Data from: Range-wide snow leopard phylogeography supports three subspecies

The snow leopard, Panthera uncia, is an elusive high-altitude specialist that inhabits vast, inaccessible habitat across Asia. We conducted the first range-wide genetic assessment of snow leopards based on noninvasive scat surveys. Thirty-three microsatellites were genotyped and a total of 683-bp of mitochondrial DNA sequenced in 70 individuals. Snow leopards exhibited low genetic diversity at microsatellites (AN = 5.8, HO = 0.433, HE = 0.568), virtually no mtDNA variation, and underwent a bottleneck in the Holocene (~8,000 years ago) coinciding with increased temperatures, precipitation, and upward treeline shift in the Tibetan Plateau. Multiple analyses supported three primary genetic clusters: (1) Northern (the Altai region), (2) Central (core Himalaya and Tibetan Plateau), and (3) Western (Tian Shan, Pamir, trans-Himalaya regions). Accordingly, we recognize three subspecies, P. u. irbis (Northern group), P. u. uncia (Western group), and P. u. uncioides (Central group) based upon genetic distinctness, low levels of admixture, unambiguous population assignment, and geographic separation. The patterns of variation were consistent with desert-basin "barrier effects" of the Gobi isolating the northern subspecies (Mongolia), and the trans-Himalaya dividing the central (Qinghai, Tibet, Bhutan, and Nepal) and western subspecies (India, Pakistan, Tajikistan, and Kyrgyzstan). Hierarchical Bayesian clustering analysis revealed additional subdivision into a minimum of six proposed management units: western Mongolia, southern Mongolia, Tian Shan, Pamir-Himalaya, Tibet-Himalaya, and Qinghai, with spatial autocorrelation suggesting potential connectivity by dispersing individuals up to ~ 400 km. We provide a foundation for global conservation of snow leopard subspecies, and set the stage for in-depth landscape genetics and genomic studies.

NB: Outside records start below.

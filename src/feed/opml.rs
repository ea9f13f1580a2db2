use anyhow::{Context, Result};
use quick_xml::events::{BytesDecl, BytesEnd, BytesStart, BytesText, Event};
use quick_xml::{Reader, Writer};
use std::io::Cursor;
use thiserror::Error;

use crate::util::validate_url;

/// SEC-003: Maximum allowed nesting depth for OPML outline elements.
const MAX_OPML_DEPTH: usize = 50;

/// Errors that can occur during OPML parsing.
#[derive(Debug, Error)]
pub enum OpmlError {
    /// SEC-003: OPML nesting depth exceeds safety limit.
    #[error("OPML nesting depth exceeds maximum of {0} levels")]
    MaxDepthExceeded(usize),

    /// XML parsing failed.
    #[error("XML parse error: {0}")]
    XmlParse(String),

    /// The document has no `<opml>` root.
    #[error("Document is not OPML")]
    NotOpml,
}

/// A feed subscription from an OPML document.
#[derive(Debug, Clone, PartialEq, Eq)]
pub struct OpmlFeed {
    /// `title`, else `text`, else the feed URL.
    pub title: String,
    pub xml_url: String,
}

/// Extract feed subscriptions from an OPML document.
///
/// Every `<outline>` carrying `xmlUrl` (or `url`) counts, at any depth.
/// Category outlines are traversed. Addresses failing [`validate_url`] are
/// skipped with a warning, and a URL listed twice is returned once.
///
/// XXE: quick-xml (0.37) never expands `<!ENTITY>` declarations, and values go
/// through `decode_and_unescape_value`, which only resolves the five XML
/// builtins.
pub fn parse_opml(content: &str) -> Result<Vec<OpmlFeed>, OpmlError> {
    let mut reader = Reader::from_str(content);
    reader.config_mut().trim_text(true);

    let mut feeds: Vec<OpmlFeed> = Vec::new();
    let mut seen_root = false;
    let mut depth: usize = 0;

    loop {
        match reader.read_event() {
            Ok(Event::Start(e)) if e.name().as_ref() == b"opml" => seen_root = true,
            Ok(Event::Start(e)) if e.name().as_ref() == b"outline" => {
                depth += 1;
                if depth > MAX_OPML_DEPTH {
                    return Err(OpmlError::MaxDepthExceeded(MAX_OPML_DEPTH));
                }
                push_outline(&mut feeds, &e, &reader)?;
            }
            Ok(Event::Empty(e)) if e.name().as_ref() == b"outline" => {
                push_outline(&mut feeds, &e, &reader)?;
            }
            Ok(Event::End(e)) if e.name().as_ref() == b"outline" => {
                depth = depth.saturating_sub(1);
            }
            Ok(Event::Eof) => break,
            Err(e) => return Err(OpmlError::XmlParse(e.to_string())),
            _ => {}
        }
    }

    if !seen_root {
        return Err(OpmlError::NotOpml);
    }
    Ok(feeds)
}

fn push_outline(
    feeds: &mut Vec<OpmlFeed>,
    e: &BytesStart<'_>,
    reader: &Reader<&[u8]>,
) -> Result<(), OpmlError> {
    let mut xml_url = None;
    let mut title = None;
    let mut text = None;

    for attr_result in e.attributes() {
        let attr = match attr_result {
            Ok(attr) => attr,
            Err(e) => {
                tracing::warn!(error = %e, "Skipping malformed OPML attribute");
                continue;
            }
        };
        let value = || {
            attr.decode_and_unescape_value(reader.decoder())
                .map(|v| v.trim().to_owned())
                .map_err(|e| OpmlError::XmlParse(e.to_string()))
        };
        match attr.key.as_ref() {
            b"xmlUrl" => xml_url = Some(value()?),
            b"url" if xml_url.is_none() => xml_url = Some(value()?),
            b"title" => title = Some(value()?),
            b"text" => text = Some(value()?),
            _ => {}
        }
    }

    let Some(url) = xml_url.filter(|u| !u.is_empty()) else {
        return Ok(());
    };
    if let Err(e) = validate_url(&url) {
        tracing::warn!(url = %url, error = %e, "Skipping invalid feed URL");
        return Ok(());
    }
    if feeds.iter().any(|f| f.xml_url == url) {
        return Ok(());
    }

    let title = title
        .or(text)
        .filter(|t| !t.is_empty())
        .unwrap_or_else(|| url.clone());
    feeds.push(OpmlFeed {
        title,
        xml_url: url,
    });
    Ok(())
}

/// Render subscriptions as an OPML 2.0 document.
pub fn export_opml(feeds: &[OpmlFeed]) -> Result<String> {
    let mut writer = Writer::new_with_indent(Cursor::new(Vec::new()), b' ', 2);

    writer
        .write_event(Event::Decl(BytesDecl::new("1.0", Some("UTF-8"), None)))
        .context("Failed to write XML declaration")?;

    let mut opml = BytesStart::new("opml");
    opml.push_attribute(("version", "2.0"));
    writer
        .write_event(Event::Start(opml))
        .context("Failed to write opml element")?;

    for event in [
        Event::Start(BytesStart::new("head")),
        Event::Start(BytesStart::new("title")),
        Event::Text(BytesText::new("feedfold subscriptions")),
        Event::End(BytesEnd::new("title")),
        Event::End(BytesEnd::new("head")),
    ] {
        writer
            .write_event(event)
            .context("Failed to write head element")?;
    }

    writer
        .write_event(Event::Start(BytesStart::new("body")))
        .context("Failed to write body element")?;
    for feed in feeds {
        let mut outline = BytesStart::new("outline");
        outline.push_attribute(("type", "rss"));
        outline.push_attribute(("text", feed.title.as_str()));
        outline.push_attribute(("title", feed.title.as_str()));
        outline.push_attribute(("xmlUrl", feed.xml_url.as_str()));
        writer
            .write_event(Event::Empty(outline))
            .with_context(|| format!("Failed to write outline for {}", feed.xml_url))?;
    }
    writer
        .write_event(Event::End(BytesEnd::new("body")))
        .context("Failed to write body end")?;
    writer
        .write_event(Event::End(BytesEnd::new("opml")))
        .context("Failed to write opml end")?;

    let result = writer.into_inner().into_inner();
    String::from_utf8(result).context("Generated OPML contains invalid UTF-8")
}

雪豹（Panthera uncia）是一种行踪隐秘的高海拔特化物种，栖息于亚洲范围内广袤且难以抵达的栖息地。本研究开展了全球首次基于非侵入式粪便调查（noninvasive scat surveys）的雪豹全分布区遗传评估。研究对70个个体的基因组进行了33个微卫星（microsatellites）位点的基因分型，并完成了总长683碱基对的线粒体DNA（mitochondrial DNA）测序。雪豹在微卫星位点上呈现较低的遗传多样性（等位基因平均数AN=5.8，观测杂合度H_O=0.433，期望杂合度H_E=0.568），线粒体DNA几乎无变异；其种群在全新世（约8000年前）经历了瓶颈事件，该事件与青藏高原的气温升高、降水增加以及林线上移的时间节点高度吻合。多项分析结果支持雪豹存在三个主要遗传簇：（1）北部簇（阿尔泰地区），（2）中部簇（喜马拉雅核心区与青藏高原），（3）西部簇（天山、帕米尔、跨喜马拉雅地区）。基于遗传分化特征、有限的基因交流水平、明确的种群归属以及地理隔离格局，我们将雪豹划分为三个亚种：北部亚种（P. u. irbis）、西部亚种（P. u. uncia）与中部亚种（P. u. uncioides）。该变异模式符合戈壁沙漠盆地的“屏障效应”：戈壁隔离了北部亚种（蒙古种群），而跨喜马拉雅山脉则分隔了中部亚种（青海、西藏、不丹与尼泊尔种群）与西部亚种（印度、巴基斯坦、塔吉克斯坦与吉尔吉斯斯坦种群）。分层贝叶斯聚类分析（hierarchical Bayesian clustering analysis）进一步揭示了至少6个候选管理单元的细分：西蒙古、南蒙古、天山、帕米尔-喜马拉雅、西藏-喜马拉雅以及青海；空间自相关（spatial autocorrelation）分析表明，扩散个体可实现最远约400公里的种群连通性。本研究为雪豹亚种的全球保护工作奠定了科学基础，并为后续深入开展景观遗传学与基因组学研究搭建了重要框架。